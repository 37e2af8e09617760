//! Single-instruction assembler.
//!
//! Parses one line of the syntax produced by the disassembler back into an
//! instruction word. It provides:
//! 1. **Operands:** `$n`/`$name` registers, signed decimal or `0x` hex numbers, and
//!    `offset($base)` memory operands.
//! 2. **Targets:** Absolute branch and jump targets, converted to PC-relative offsets or
//!    26-bit region indices using the instruction address.
//! 3. **Encoding:** Results go through [`encode`], so parse and encode agree bit for bit.

use crate::common::{Address, ParseError};
use crate::isa::abi::register_index;
use crate::isa::encode::{Fields, encode};
use crate::isa::instruction::{Opcode, Syntax};

/// Parses one instruction.
///
/// # Arguments
///
/// * `text` - The instruction text, e.g. `addu $3, $1, $2`.
/// * `pc` - Address the instruction will live at; needed for branch and jump targets.
///
/// # Returns
///
/// The encoded instruction word, or a `ParseError` naming the mnemonic and the
/// offending text.
pub fn parse(text: &str, pc: Address) -> Result<u32, ParseError> {
    let text = text.trim();
    let (mnemonic, rest) = text
        .split_once(char::is_whitespace)
        .map_or((text, ""), |(m, r)| (m, r.trim()));

    if mnemonic.eq_ignore_ascii_case("nop") && rest.is_empty() {
        return Ok(0);
    }
    let op = Opcode::from_mnemonic(mnemonic)
        .ok_or_else(|| ParseError::UnknownMnemonic(mnemonic.to_string()))?;

    let operands: Vec<&str> = if rest.is_empty() {
        Vec::new()
    } else {
        rest.split(',').map(str::trim).collect()
    };
    let bad = || ParseError::Operands {
        mnemonic: op.mnemonic().to_string(),
        text: rest.to_string(),
    };

    let reg = |s: &str| register_index(s).ok_or_else(bad);
    let mut f = Fields::default();

    match (op.syntax(), operands.as_slice()) {
        (Syntax::ShiftImmediate, [rd, rt, sa]) => {
            f.rd = reg(rd)?;
            f.rt = reg(rt)?;
            f.shamt = u8::try_from(parse_number(sa).ok_or_else(bad)?)
                .ok()
                .filter(|v| *v < 32)
                .ok_or_else(bad)?;
        }
        (Syntax::ShiftVariable, [rd, rt, rs]) => {
            f.rd = reg(rd)?;
            f.rt = reg(rt)?;
            f.rs = reg(rs)?;
        }
        (Syntax::JumpRegister | Syntax::MoveTo, [rs]) => f.rs = reg(rs)?,
        (Syntax::JumpRegisterLink, [rd, rs]) => {
            f.rd = reg(rd)?;
            f.rs = reg(rs)?;
        }
        (Syntax::JumpRegisterLink, [rs]) => {
            f.rd = crate::isa::abi::REG_RA;
            f.rs = reg(rs)?;
        }
        (Syntax::ThreeRegister, [rd, rs, rt]) => {
            f.rd = reg(rd)?;
            f.rs = reg(rs)?;
            f.rt = reg(rt)?;
        }
        (Syntax::SourcePair, [rs, rt]) => {
            f.rs = reg(rs)?;
            f.rt = reg(rt)?;
        }
        (Syntax::MoveFrom, [rd]) => f.rd = reg(rd)?,
        (Syntax::Code, []) => {}
        (Syntax::Code, [code]) => {
            f.code = u32::try_from(parse_number(code).ok_or_else(bad)?)
                .ok()
                .filter(|v| *v <= 0xF_FFFF)
                .ok_or_else(bad)?;
        }
        (Syntax::BranchZero, [rs, target]) => {
            f.rs = reg(rs)?;
            f.imm = branch_offset(pc, target).ok_or_else(bad)?;
        }
        (Syntax::BranchCompare, [rs, rt, target]) => {
            f.rs = reg(rs)?;
            f.rt = reg(rt)?;
            f.imm = branch_offset(pc, target).ok_or_else(bad)?;
        }
        (Syntax::Jump, [target]) => {
            let target = u32::try_from(parse_number(target).ok_or_else(bad)?)
                .ok()
                .ok_or_else(bad)?;
            f.target = (target >> 2) & crate::isa::instruction::TARGET_MASK;
        }
        (Syntax::Immediate, [rt, rs, imm]) => {
            f.rt = reg(rt)?;
            f.rs = reg(rs)?;
            f.imm = immediate16(parse_number(imm).ok_or_else(bad)?).ok_or_else(bad)?;
        }
        (Syntax::UpperImmediate, [rt, imm]) => {
            f.rt = reg(rt)?;
            f.imm = immediate16(parse_number(imm).ok_or_else(bad)?).ok_or_else(bad)?;
        }
        (Syntax::Memory, [rt, mem]) => {
            f.rt = reg(rt)?;
            let (offset, base) = mem
                .strip_suffix(')')
                .and_then(|m| m.split_once('('))
                .ok_or_else(bad)?;
            f.rs = reg(base)?;
            f.imm = if offset.trim().is_empty() {
                0
            } else {
                immediate16(parse_number(offset).ok_or_else(bad)?).ok_or_else(bad)?
            };
        }
        (Syntax::Coprocessor, [rt, rd]) => {
            f.rt = reg(rt)?;
            f.rd = reg(rd)?;
        }
        (Syntax::Coprocessor, [rt, rd, sel]) => {
            f.rt = reg(rt)?;
            f.rd = reg(rd)?;
            f.sel = u8::try_from(parse_number(sel).ok_or_else(bad)?)
                .ok()
                .filter(|v| *v < 8)
                .ok_or_else(bad)?;
        }
        (Syntax::Bare, []) => {}
        _ => return Err(bad()),
    }

    Ok(encode(op, f))
}

/// Parses a signed decimal or `0x`-prefixed hex number.
fn parse_number(text: &str) -> Option<i64> {
    let text = text.trim();
    let (negative, digits) = text
        .strip_prefix('-')
        .map_or((false, text), |rest| (true, rest));
    let value = if let Some(hex) = digits
        .strip_prefix("0x")
        .or_else(|| digits.strip_prefix("0X"))
    {
        i64::from_str_radix(hex, 16).ok()?
    } else {
        digits.parse::<i64>().ok()?
    };
    Some(if negative { -value } else { value })
}

/// Truncates a number to a 16-bit immediate field, accepting signed or unsigned forms.
fn immediate16(value: i64) -> Option<u16> {
    (-0x8000..=0xFFFF).contains(&value).then_some(value as u16)
}

/// Converts an absolute branch target into the encoded word offset.
fn branch_offset(pc: Address, target: &str) -> Option<u16> {
    let target = u32::try_from(parse_number(target)?).ok()?;
    let delta = target.wrapping_sub(pc.as_u32().wrapping_add(4)) as i32;
    if delta & 3 != 0 {
        return None;
    }
    i16::try_from(delta >> 2).ok().map(|off| off as u16)
}
//! Main Execution Loop.
//!
//! This module implements the core execution cycle of the CPU. It performs the following:
//! 1. **Pipeline Coordination:** Runs the five stages in reverse order so every stage
//!    consumes the latch its predecessor wrote during the previous cycle.
//! 2. **Single-Cycle Mode:** Runs one instruction through every stage within one cycle.
//! 3. **Exception Stops:** Reports causes configured to stop the run loop and applies
//!    handler entry and `ERET` redirects decided at the commit point.
//! 4. **Timing Management:** Counts cycles and enforces the configured cycle limit.

use tracing::{debug, info};

use super::Cpu;
use crate::common::{Address, ExceptionCause};
use crate::core::pipeline::latches::{ExMemEntry, IdExEntry, IfIdEntry, MemWbEntry};
use crate::core::pipeline::stages::{
    decode::decode_entry, decode_stage, execute::execute_entry, execute_stage, fetch::fetch,
    fetch_stage, mem_stage, memory::memory_entry, wb_stage, writeback::writeback_entry,
};
use crate::core::pipeline::state::{CoreStatus, Stage, StageSnapshot};

impl Cpu {
    /// Advances the core by one clock cycle.
    ///
    /// Does nothing once the core has trapped or halted.
    ///
    /// # Returns
    ///
    /// The exception cause committed this cycle if it is configured to stop the run loop.
    pub fn step(&mut self) -> Option<ExceptionCause> {
        if !self.state.is_running() {
            return None;
        }
        self.state.begin_cycle();

        let stop = if self.config.pipelined {
            self.step_pipelined()
        } else {
            self.step_single()
        };

        self.state.cycle_count += 1;
        self.stats.cycles += 1;
        self.cop0.advance(1);
        if self.mem.poll_external_changes() > 0 {
            debug!(cycle = self.state.cycle_count, "address space changed externally");
        }

        let limit_reached = self
            .config
            .cycle_limit
            .is_some_and(|limit| self.state.cycle_count >= limit);
        if limit_reached && self.state.is_running() {
            info!(cycles = self.state.cycle_count, "cycle limit reached");
            self.state.status = CoreStatus::Halted;
        }
        stop
    }

    /// One cycle of the five-stage pipeline.
    fn step_pipelined(&mut self) -> Option<ExceptionCause> {
        wb_stage(self);
        let stop = mem_stage(self);
        if !self.state.is_running() {
            return stop;
        }
        execute_stage(self);
        if !decode_stage(self) {
            fetch_stage(self);
        }
        stop
    }

    /// One instruction through every stage within a single cycle.
    fn step_single(&mut self) -> Option<ExceptionCause> {
        let pc = self.regs.read_pc();
        let fetched = fetch(self, pc);
        let decoded = decode_entry(self, &fetched);
        let executed = execute_entry(&decoded, self.config.delay_slot, &self.cop0);
        let (committed, stop) = memory_entry(self, &executed);
        writeback_entry(self, &committed);

        let snapshot = StageSnapshot {
            valid: true,
            pc,
            code: fetched.code,
            cause: committed.cause,
        };
        for stage in Stage::ALL {
            self.state.set_stage(stage, snapshot);
        }
        self.state.mem_access = committed.mem_access;
        self.record_latches(fetched, decoded, executed, committed);

        if !self.state.is_running() {
            return stop;
        }
        if let Some(target) = self.trap_redirect.take() {
            self.pending_branch = None;
            self.regs.write_pc(target);
            return stop;
        }

        let mut next = self
            .pending_branch
            .take()
            .unwrap_or_else(|| Address::from(pc.as_u32().wrapping_add(4)));
        if executed.taken && committed.cause.is_none() {
            self.stats.branches_taken += 1;
            if self.config.delay_slot {
                self.pending_branch = Some(executed.target);
            } else {
                next = executed.target;
            }
        }
        self.regs.write_pc(next);
        stop
    }

    /// Keeps the latches observable in single-cycle mode.
    const fn record_latches(
        &mut self,
        if_id: IfIdEntry,
        id_ex: IdExEntry,
        ex_mem: ExMemEntry,
        mem_wb: MemWbEntry,
    ) {
        self.state.if_id = if_id;
        self.state.id_ex = id_ex;
        self.state.ex_mem = ex_mem;
        self.state.mem_wb = mem_wb;
    }
}
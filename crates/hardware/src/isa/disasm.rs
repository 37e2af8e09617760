//! Instruction disassembler.
//!
//! Renders decoded instructions in the syntax accepted by [`asm::parse`](crate::isa::asm::parse):
//! registers as `$n`, arithmetic immediates and memory offsets in signed decimal, logical
//! immediates in hex, and branch/jump targets as absolute hex addresses.

use std::fmt::Write as _;

use crate::common::Address;
use crate::isa::decode::decode;
use crate::isa::instruction::{Instruction, Opcode, Syntax};

/// Branch target for a PC-relative branch at `pc`.
pub fn branch_target(pc: Address, imm: u32) -> Address {
    let offset = imm.wrapping_shl(2);
    Address::from(pc.as_u32().wrapping_add(4).wrapping_add(offset))
}

/// Jump target for a J-type jump at `pc`.
pub fn jump_target(pc: Address, target26: u32) -> Address {
    let region = pc.as_u32().wrapping_add(4) & 0xF000_0000;
    Address::from(region | (target26 << 2))
}

impl Instruction {
    /// Renders the instruction as assembly text.
    ///
    /// # Arguments
    ///
    /// * `pc` - Address of the instruction, used to resolve branch and jump targets.
    ///
    /// # Returns
    ///
    /// The mnemonic followed by its operands, or `nop` for the zero word.
    pub fn to_asm(&self, pc: Address) -> String {
        if self.is_nop() {
            return "nop".to_string();
        }
        let op = self.opcode();
        let mut out = String::from(op.mnemonic());
        let (rs, rt, rd) = (self.rs(), self.rt(), self.rd());
        // Writing into a String is infallible.
        let _ = match op.syntax() {
            Syntax::ShiftImmediate => write!(out, " ${rd}, ${rt}, {}", self.shamt()),
            Syntax::ShiftVariable => write!(out, " ${rd}, ${rt}, ${rs}"),
            Syntax::JumpRegister | Syntax::MoveTo => write!(out, " ${rs}"),
            Syntax::JumpRegisterLink => write!(out, " ${rd}, ${rs}"),
            Syntax::ThreeRegister => write!(out, " ${rd}, ${rs}, ${rt}"),
            Syntax::SourcePair => write!(out, " ${rs}, ${rt}"),
            Syntax::MoveFrom => write!(out, " ${rd}"),
            Syntax::Code => {
                let code = crate::isa::instruction::InstructionBits::code20(&self.code());
                if code == 0 {
                    Ok(())
                } else {
                    write!(out, " 0x{code:x}")
                }
            }
            Syntax::BranchZero => {
                write!(out, " ${rs}, {}", branch_target(pc, self.immediate()))
            }
            Syntax::BranchCompare => {
                write!(out, " ${rs}, ${rt}, {}", branch_target(pc, self.immediate()))
            }
            Syntax::Jump => write!(out, " {}", jump_target(pc, self.target())),
            Syntax::Immediate if op.zero_extends_immediate() => {
                write!(out, " ${rt}, ${rs}, 0x{:x}", self.immediate())
            }
            Syntax::Immediate => {
                write!(out, " ${rt}, ${rs}, {}", self.immediate() as i32)
            }
            Syntax::UpperImmediate => write!(out, " ${rt}, 0x{:x}", self.immediate()),
            Syntax::Memory => write!(out, " ${rt}, {}(${rs})", self.immediate() as i32),
            Syntax::Coprocessor if self.sel() == 0 => write!(out, " ${rt}, ${rd}"),
            Syntax::Coprocessor => write!(out, " ${rt}, ${rd}, {}", self.sel()),
            Syntax::Bare => Ok(()),
        };
        out
    }

    /// Returns `true` for opcodes that write `$31` or `rd` with a return address.
    pub const fn is_link(&self) -> bool {
        matches!(
            self.opcode(),
            Opcode::Jal | Opcode::Jalr | Opcode::Bltzal | Opcode::Bgezal
        )
    }
}

/// Disassembles a raw word at `pc`.
///
/// Unsupported encodings render as a `.word` directive.
pub fn disassemble(code: u32, pc: Address) -> String {
    decode(code).map_or_else(|_| format!(".word 0x{code:08x}"), |insn| insn.to_asm(pc))
}
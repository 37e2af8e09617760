//! Architectural register file.
//!
//! This module provides the `RegisterFile` struct holding the MIPS32 programmer-visible state.
//! It provides:
//! 1. **Storage:** 32 general-purpose registers, the HI/LO multiply-divide pair, and the PC.
//! 2. **Hard-wired Zero:** Writes to `$0` are discarded and reads always return zero.
//! 3. **Observability:** A dump helper used by reports and test diagnostics.

use super::addr::Address;
use super::constants::REGISTER_COUNT;
use super::data::RegisterValue;

/// MIPS32 register file.
#[derive(Clone, Debug, Default, PartialEq, Eq)]
pub struct RegisterFile {
    gp: [RegisterValue; REGISTER_COUNT],
    hi: RegisterValue,
    lo: RegisterValue,
    pc: Address,
}

impl RegisterFile {
    /// Creates a register file with every register cleared and the PC at `reset_pc`.
    pub fn new(reset_pc: Address) -> Self {
        Self {
            pc: reset_pc,
            ..Self::default()
        }
    }

    /// Reads a general-purpose register. `$0` always reads as zero.
    ///
    /// # Arguments
    ///
    /// * `idx` - Register index (0-31).
    #[inline(always)]
    pub fn read_gp(&self, idx: u8) -> RegisterValue {
        if idx == 0 {
            return RegisterValue::ZERO;
        }
        self.gp[usize::from(idx) % REGISTER_COUNT]
    }

    /// Writes a general-purpose register. Writes to `$0` are ignored.
    ///
    /// # Arguments
    ///
    /// * `idx` - Register index (0-31).
    /// * `val` - The value to store.
    #[inline(always)]
    pub fn write_gp(&mut self, idx: u8, val: RegisterValue) {
        if idx != 0 {
            self.gp[usize::from(idx) % REGISTER_COUNT] = val;
        }
    }

    /// Reads the HI register.
    pub const fn read_hi(&self) -> RegisterValue {
        self.hi
    }

    /// Reads the LO register.
    pub const fn read_lo(&self) -> RegisterValue {
        self.lo
    }

    /// Writes the HI register.
    pub fn write_hi(&mut self, val: RegisterValue) {
        self.hi = val;
    }

    /// Writes the LO register.
    pub fn write_lo(&mut self, val: RegisterValue) {
        self.lo = val;
    }

    /// Current program counter.
    pub const fn read_pc(&self) -> Address {
        self.pc
    }

    /// Overwrites the program counter.
    pub fn write_pc(&mut self, pc: Address) {
        self.pc = pc;
    }

    /// Advances the program counter by one instruction word.
    pub fn pc_inc(&mut self) {
        self.pc = Address::from(self.pc.as_u32().wrapping_add(4));
    }

    /// Clears every register and moves the PC to `reset_pc`.
    pub fn reset(&mut self, reset_pc: Address) {
        *self = Self::new(reset_pc);
    }

    /// Prints all registers to stdout, four per line.
    pub fn dump(&self) {
        for row in 0..REGISTER_COUNT / 4 {
            let line: Vec<String> = (0..4)
                .map(|col| {
                    let idx = row * 4 + col;
                    format!("${idx:<2}={:08x}", self.gp[idx].as_u32())
                })
                .collect();
            println!("{}", line.join(" "));
        }
        println!(
            "HI={:08x} LO={:08x} PC={}",
            self.hi.as_u32(),
            self.lo.as_u32(),
            self.pc
        );
    }
}
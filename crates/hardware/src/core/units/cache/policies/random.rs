//! Random Replacement Policy.
//!
//! This policy evicts a random cache line from the set. It uses a xorshift
//! generator with a fixed seed, so runs are reproducible.

use super::ReplacementPolicy;

/// Generator seed after construction and reset.
const SEED: u64 = 123_456_789;

/// Random Policy state.
#[derive(Debug)]
pub struct RandomPolicy {
    /// Number of ways in the cache.
    ways: usize,
    /// Internal state for the pseudo-random number generator.
    state: u64,
}

impl RandomPolicy {
    /// Creates a new Random policy instance.
    ///
    /// # Arguments
    ///
    /// * `sets` - The number of sets (unused in this policy but required by interface).
    /// * `ways` - The associativity (number of ways) of the cache.
    pub const fn new(_sets: usize, ways: usize) -> Self {
        Self { ways, state: SEED }
    }
}

impl ReplacementPolicy for RandomPolicy {
    /// Access patterns do not affect the state.
    fn update(&mut self, _set: usize, _way: usize) {}

    /// Generates a pseudo-random number and maps it to a valid way index.
    fn get_victim(&mut self, _set: usize) -> usize {
        let mut x = self.state;
        x ^= x << 13;
        x ^= x >> 7;
        x ^= x << 17;
        self.state = x;
        (x % self.ways as u64) as usize
    }

    fn reset(&mut self) {
        self.state = SEED;
    }
}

--------------------------------------------------

Assignment
Each line above that contains the word "signed" should be returned.

Response to the task
//! 1. **Operands:** `$n`/`$name` registers, signed decimal or `0x` hex numbers, and
/// Parses a signed decimal or `0x`-prefixed hex number.
/// Truncates a number to a 16-bit immediate field, accepting signed or unsigned forms.
//! registers as `$n`, arithmetic immediates and memory offsets in signed decimal, logical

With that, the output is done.